Intervention de Roger Karoutchi

Commission spéciale sur la délimitation des régions — Réunion du 26 juin 2014 : 1ère réunion
Examen du rapport et du texte de la commission

Photo de Roger KaroutchiRoger Karoutchi :

Après ce réquisitoire, est-il encore utile d'intervenir pour montrer que ce projet est infondé ? J'ai toujours défendu la réalité régionale, mais on ne peut avoir de grandes régions que si l'on maintient la force de proximité du département. Ici, on veut faire l'inverse, ce qui est absurde, aberrant, dangereux. On reprochera une fois de plus au Sénat d'avoir fait preuve d'immobilisme, comme si le mouvement brownien qui s'est emparé du Gouvernement lui conférait une légitimité.

L'Île-de-France, avec 12 millions d'habitants, n'est pas touchée, mais vous mettez l'Eure-et-Loir et le Loiret avec la Corrèze : c'est d'une logique implacable ! Il est absurde de faire passer ce texte avant le second : le découpage régional doit suivre, et non précéder, la définition des compétences. Le département d'Eure-et-Loir a une logique de transports publics par rapport à l'Île-de France : 27 % de ses déplacements quotidiens vont vers l'Île-de-France ; entre l'Eure-et-Loir et la Corrèze, ils sont proches de 0 %.

Quant au développement économique, les intérêts convergents de l'Île-de-France, du Loiret, de l'Oise et de l'Eure-et-Loir représentent plus de 35 % des investissements de l'ensemble des entreprises de ces départements. Si vous cherchez la même logique économique avec la Corrèze, le résultat sera inférieur à 1 %.

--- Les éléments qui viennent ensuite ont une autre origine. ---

//! # Requests
//!
//! A [`Request`] is one unit of work travelling down a device stack.
//!
//! ## Stack Locations
//!
//! Each level of the stack that sees the request gets a [`StackLocation`].
//! The location a driver is currently servicing is the *current* location;
//! its [`node`](StackLocation::node) is the request's addressed node.
//!
//! Before forwarding, a driver prepares the location the next level will use:
//!
//! | Call | Effect |
//! |------|--------|
//! | [`skip_current_location`](Request::skip_current_location) | Lower level reuses this location; no completion routine possible |
//! | [`copy_current_location_to_next`](Request::copy_current_location_to_next) | Lower level gets a copy; a completion routine may be set |
//!
//! ```text
//! originator ──▶ node#3 (filter) ──▶ node#2 (volume)
//!  location 0      location 0           location 1   (copied)
//!                  location 0           location 0   (skipped)
//! ```
//!
//! ## Completion
//!
//! [`Request::complete`] records the final status and runs the completion
//! routines from the deepest location up to location 0. A driver that
//! returns [`Status::Pending`] keeps the request and completes it later.

use std::fmt;
use std::ops::{Deref, DerefMut};

use crate::{FileObject, IoStatus, NodeId, Status};

/// Request-path operation codes.
#[derive(Debug, Clone, Copy, PartialEq, Eq, Hash, PartialOrd, Ord)]
#[cfg_attr(feature = "serde", derive(serde::Serialize, serde::Deserialize))]
#[repr(u8)]
pub enum MajorFunction {
    /// Open a file or device.
    Create = 0x00,
    /// Create a named pipe.
    CreateNamedPipe = 0x01,
    /// Last handle closed and file object released.
    Close = 0x02,
    /// Read data.
    Read = 0x03,
    /// Write data.
    Write = 0x04,
    /// Query file information.
    QueryInformation = 0x05,
    /// Set file information.
    SetInformation = 0x06,
    /// Query extended attributes.
    QueryEa = 0x07,
    /// Set extended attributes.
    SetEa = 0x08,
    /// Flush buffers.
    FlushBuffers = 0x09,
    /// Query volume information.
    QueryVolumeInformation = 0x0a,
    /// Set volume information.
    SetVolumeInformation = 0x0b,
    /// Directory enumeration and change notification.
    DirectoryControl = 0x0c,
    /// File system control (mount, verify, ...).
    FileSystemControl = 0x0d,
    /// Device control.
    DeviceControl = 0x0e,
    /// Internal device control.
    InternalDeviceControl = 0x0f,
    /// System shutdown.
    Shutdown = 0x10,
    /// Byte-range locks.
    LockControl = 0x11,
    /// Last handle closed.
    Cleanup = 0x12,
    /// Create a mailslot.
    CreateMailslot = 0x13,
    /// Query a security descriptor.
    QuerySecurity = 0x14,
    /// Set a security descriptor.
    SetSecurity = 0x15,
    /// Power management.
    Power = 0x16,
    /// Management instrumentation.
    SystemControl = 0x17,
    /// Device change.
    DeviceChange = 0x18,
    /// Query quota.
    QueryQuota = 0x19,
    /// Set quota.
    SetQuota = 0x1a,
    /// Plug and play.
    Pnp = 0x1b,
}

impl MajorFunction {
    /// Every request-path operation, in code order.
    pub const ALL: [MajorFunction; 28] = [
        Self::Create,
        Self::CreateNamedPipe,
        Self::Close,
        Self::Read,
        Self::Write,
        Self::QueryInformation,
        Self::SetInformation,
        Self::QueryEa,
        Self::SetEa,
        Self::FlushBuffers,
        Self::QueryVolumeInformation,
        Self::SetVolumeInformation,
        Self::DirectoryControl,
        Self::FileSystemControl,
        Self::DeviceControl,
        Self::InternalDeviceControl,
        Self::Shutdown,
        Self::LockControl,
        Self::Cleanup,
        Self::CreateMailslot,
        Self::QuerySecurity,
        Self::SetSecurity,
        Self::Power,
        Self::SystemControl,
        Self::DeviceChange,
        Self::QueryQuota,
        Self::SetQuota,
        Self::Pnp,
    ];

    /// Numeric operation code.
    #[inline]
    pub const fn code(self) -> u8 {
        self as u8
    }

    /// Look up an operation by code.
    pub fn from_code(code: u8) -> Option<Self> {
        Self::ALL.get(usize::from(code)).copied()
    }
}

/// Routine run when the level below completes the request.
pub type CompletionRoutine = Box<dyn FnOnce(&mut Request) + Send>;

/// Per-level view of a request.
#[derive(Default)]
pub struct StackLocation {
    /// Node servicing this location, once the request reached it.
    pub node: Option<NodeId>,
    /// File the operation applies to.
    pub file: Option<FileObject>,
    completion: Option<CompletionRoutine>,
}

impl StackLocation {
    fn copied_from(other: &StackLocation) -> Self {
        Self {
            node: None,
            file: other.file.clone(),
            completion: None,
        }
    }

    /// Returns `true` if a completion routine is registered at this location.
    #[inline]
    pub fn has_completion(&self) -> bool {
        self.completion.is_some()
    }
}

impl fmt::Debug for StackLocation {
    fn fmt(&self, f: &mut fmt::Formatter<'_>) -> fmt::Result {
        f.debug_struct("StackLocation")
            .field("node", &self.node)
            .field("file", &self.file)
            .field("completion", &self.completion.is_some())
            .finish()
    }
}

/// A unit of work flowing through a device stack.
///
/// # Example
///
/// ```rust
/// use stackfilter::{FileObject, MajorFunction, Request, Status};
///
/// let mut request = Request::new(MajorFunction::Create).with_file(FileObject::new("\\a.txt"));
/// assert_eq!(request.major(), MajorFunction::Create);
/// assert_eq!(request.complete(Status::Success, 0), Status::Success);
/// assert!(request.is_completed());
/// ```
pub struct Request {
    major: MajorFunction,
    locations: Vec<StackLocation>,
    current: usize,
    next: usize,
    buffer: Vec<u8>,
    io_status: IoStatus,
    completed: bool,
}

impl Request {
    /// Create a request for the given operation.
    pub fn new(major: MajorFunction) -> Self {
        Self {
            major,
            locations: vec![StackLocation::default()],
            current: 0,
            next: 0,
            buffer: Vec::new(),
            io_status: IoStatus::default(),
            completed: false,
        }
    }

    /// Attach a file object to the first location.
    pub fn with_file(mut self, file: FileObject) -> Self {
        self.locations[0].file = Some(file);
        self
    }

    /// Attach a system buffer.
    pub fn with_buffer(mut self, buffer: Vec<u8>) -> Self {
        self.buffer = buffer;
        self
    }

    /// Register a routine that runs once the whole request has completed.
    pub fn on_completion(mut self, routine: impl FnOnce(&mut Request) + Send + 'static) -> Self {
        self.locations[0].completion = Some(Box::new(routine));
        self
    }

    /// The operation code.
    #[inline]
    pub fn major(&self) -> MajorFunction {
        self.major
    }

    /// Index of the current location.
    #[inline]
    pub fn current_index(&self) -> usize {
        self.current
    }

    /// The location being serviced.
    #[inline]
    pub fn current_location(&self) -> &StackLocation {
        &self.locations[self.current]
    }

    /// The node the request currently belongs to.
    #[inline]
    pub fn addressed(&self) -> Option<NodeId> {
        self.locations[self.current].node
    }

    /// Overwrite the node the current location belongs to.
    #[inline]
    pub fn set_addressed(&mut self, node: NodeId) {
        self.locations[self.current].node = Some(node);
    }

    /// File of the current location.
    #[inline]
    pub fn file(&self) -> Option<&FileObject> {
        self.locations[self.current].file.as_ref()
    }

    /// All locations, top level first.
    pub fn locations(&self) -> &[StackLocation] {
        &self.locations
    }

    /// The system buffer.
    #[inline]
    pub fn buffer(&self) -> &[u8] {
        &self.buffer
    }

    /// Mutable system buffer.
    #[inline]
    pub fn buffer_mut(&mut self) -> &mut Vec<u8> {
        &mut self.buffer
    }

    /// The final status block (meaningful once completed).
    #[inline]
    pub fn io_status(&self) -> IoStatus {
        self.io_status
    }

    /// Returns `true` once [`complete`](Self::complete) ran.
    #[inline]
    pub fn is_completed(&self) -> bool {
        self.completed
    }

    /// Let the next level reuse the current location.
    pub fn skip_current_location(&mut self) {
        self.next = self.current;
    }

    /// Give the next level its own copy of the current location.
    pub fn copy_current_location_to_next(&mut self) {
        let index = self.current + 1;
        let copy = StackLocation::copied_from(&self.locations[self.current]);
        if index < self.locations.len() {
            self.locations[index] = copy;
        } else {
            self.locations.push(copy);
        }
        self.next = index;
    }

    /// Register a routine that runs when the next level completes.
    ///
    /// Copies the current location to the next one first if that was not done.
    pub fn set_completion(&mut self, routine: impl FnOnce(&mut Request) + Send + 'static) {
        let index = self.current + 1;
        if self.next != index || index >= self.locations.len() {
            self.copy_current_location_to_next();
        }
        self.locations[index].completion = Some(Box::new(routine));
    }

    /// Move the request to the prepared location and address it to `node`.
    ///
    /// Hosts call this when handing the request to the next level.
    pub fn enter(&mut self, node: NodeId) {
        let index = self.next;
        if index >= self.locations.len() {
            let copy = StackLocation::copied_from(&self.locations[self.current]);
            self.locations.push(copy);
        }
        self.current = index;
        self.next = index + 1;
        self.locations[index].node = Some(node);
    }

    /// Complete the request and run completion routines bottom-up.
    ///
    /// Each routine sees the location of the level that registered it as
    /// the current location.
    ///
    /// Returns `status` for convenient tail calls from dispatch routines.
    pub fn complete(&mut self, status: Status, information: usize) -> Status {
        self.io_status = IoStatus {
            status,
            information,
        };
        self.completed = true;
        for index in (0..=self.current).rev() {
            if let Some(routine) = self.locations[index].completion.take() {
                // the routine runs in the context of the level that set it
                self.current = index.saturating_sub(1);
                routine(self);
            }
        }
        status
    }

    /// Temporarily address the current location to `target`.
    ///
    /// The returned guard dereferences to the request and writes `restore`
    /// back into the current location when dropped, whatever path the caller
    /// leaves by.
    pub fn redirect(&mut self, target: NodeId, restore: NodeId) -> AddressOverride<'_> {
        self.set_addressed(target);
        AddressOverride {
            request: self,
            restore,
        }
    }
}

impl fmt::Debug for Request {
    fn fmt(&self, f: &mut fmt::Formatter<'_>) -> fmt::Result {
        f.debug_struct("Request")
            .field("major", &self.major)
            .field("current", &self.current)
            .field("locations", &self.locations)
            .field("io_status", &self.io_status)
            .field("completed", &self.completed)
            .finish()
    }
}

/// Scoped override of a request's addressed node. See [`Request::redirect`].
pub struct AddressOverride<'a> {
    request: &'a mut Request,
    restore: NodeId,
}

impl Deref for AddressOverride<'_> {
    type Target = Request;

    fn deref(&self) -> &Request {
        self.request
    }
}

impl DerefMut for AddressOverride<'_> {
    fn deref_mut(&mut self) -> &mut Request {
        self.request
    }
}

impl Drop for AddressOverride<'_> {
    fn drop(&mut self) {
        self.request.set_addressed(self.restore);
    }
}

En fait de grandes régions, on nous présente des monstres illusoires, sans logique ni unité économique, sans cohérence quant à leur démographie, à leurs transports, à leurs logements... Si vous tuez les régions actuelles, quelle légitimité auront les nouvelles ? Elles seront contestées en permanence. Dans une période où les hommes politiques de droite comme de gauche se voient reprocher par la population d'être coupés du terrain, vous vous apprêtez à faire preuve d'une totale méconnaissance de ses réalités.

Si vous n'ouvrez pas le dialogue, les régions demanderont leur libération de ce carcan au premier renversement politique : vous aurez fait une réforme pour quelques mois. Si les départements disparaissent et que les régions perdent leur légitimité, on en viendra finalement à une recentralisation rampante...

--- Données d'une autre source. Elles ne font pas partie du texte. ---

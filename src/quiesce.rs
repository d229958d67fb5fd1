//! # Quiesce Counter
//!
//! Counts requests forwarded with a completion routine that has not run yet.
//!
//! ```text
//! begin_async()  ──▶ forward ──▶ ... lower completes ... ──▶ on_complete()
//!      +1                                                        -1
//! ```
//!
//! Node release waits on [`QuiesceCounter::wait_until_zero`], which sleeps on
//! a condition variable and re-checks at least once per poll interval, so a
//! missed wake-up costs at most one interval.

use std::sync::atomic::{AtomicUsize, Ordering};
use std::sync::{Condvar, Mutex, PoisonError};
use std::time::{Duration, Instant};

use log::warn;

/// Process-wide count of in-flight asynchronous completions.
///
/// The count never goes below zero: a surplus [`on_complete`] is logged and
/// ignored.
///
/// [`on_complete`]: QuiesceCounter::on_complete
#[derive(Debug, Default)]
pub struct QuiesceCounter {
    pending: AtomicUsize,
    lock: Mutex<()>,
    drained: Condvar,
}

impl QuiesceCounter {
    /// A counter at zero.
    pub fn new() -> Self {
        Self::default()
    }

    /// Record a request about to be forwarded with a completion routine.
    ///
    /// Returns the new count.
    pub fn begin_async(&self) -> usize {
        self.pending.fetch_add(1, Ordering::AcqRel) + 1
    }

    /// Record that a completion routine ran.
    ///
    /// Returns the new count.
    pub fn on_complete(&self) -> usize {
        let previous = self
            .pending
            .fetch_update(Ordering::AcqRel, Ordering::Acquire, |n| n.checked_sub(1));
        match previous {
            Ok(1) => {
                let _guard = self.lock.lock().unwrap_or_else(PoisonError::into_inner);
                self.drained.notify_all();
                0
            }
            Ok(n) => n - 1,
            Err(_) => {
                warn!("completion reported with no request in flight; ignored");
                0
            }
        }
    }

    /// Current count.
    #[inline]
    pub fn pending(&self) -> usize {
        self.pending.load(Ordering::Acquire)
    }

    /// Block until the count reads zero.
    ///
    /// `poll` bounds each wait before the count is re-read.
    pub fn wait_until_zero(&self, poll: Duration) {
        let mut guard = self.lock.lock().unwrap_or_else(PoisonError::into_inner);
        while self.pending() != 0 {
            guard = self
                .drained
                .wait_timeout(guard, poll)
                .unwrap_or_else(PoisonError::into_inner)
                .0;
        }
    }

    /// Block until the count reads zero or `timeout` elapses.
    ///
    /// Returns `true` if the count reached zero.
    pub fn wait_until_zero_timeout(&self, timeout: Duration) -> bool {
        let deadline = Instant::now() + timeout;
        let mut guard = self.lock.lock().unwrap_or_else(PoisonError::into_inner);
        loop {
            if self.pending() == 0 {
                return true;
            }
            let now = Instant::now();
            if now >= deadline {
                return false;
            }
            guard = self
                .drained
                .wait_timeout(guard, deadline - now)
                .unwrap_or_else(PoisonError::into_inner)
                .0;
        }
    }
}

Quant au changement de calendrier qui repousserait les élections à décembre 2015, il ne changera rien à l'évolution des états d'esprit et des réalités régionales ou départementales. L'Île-de-France compte 12 millions d'habitants : quel sens y a-t-il à réduire ses conseillers régionaux de 209 à 150, soit à un élu pour 80 000 habitants ? Vous nous expliquiez en 2010 qu'un conseiller territorial pour 40 000 habitants était insuffisant.

Dans cette inversion des logiques entre compétences et découpage, vous tuez les régions. C'est beaucoup de bruit pour un bouleversement qui sera remis en cause sous deux ans. Je m'y oppose naturellement.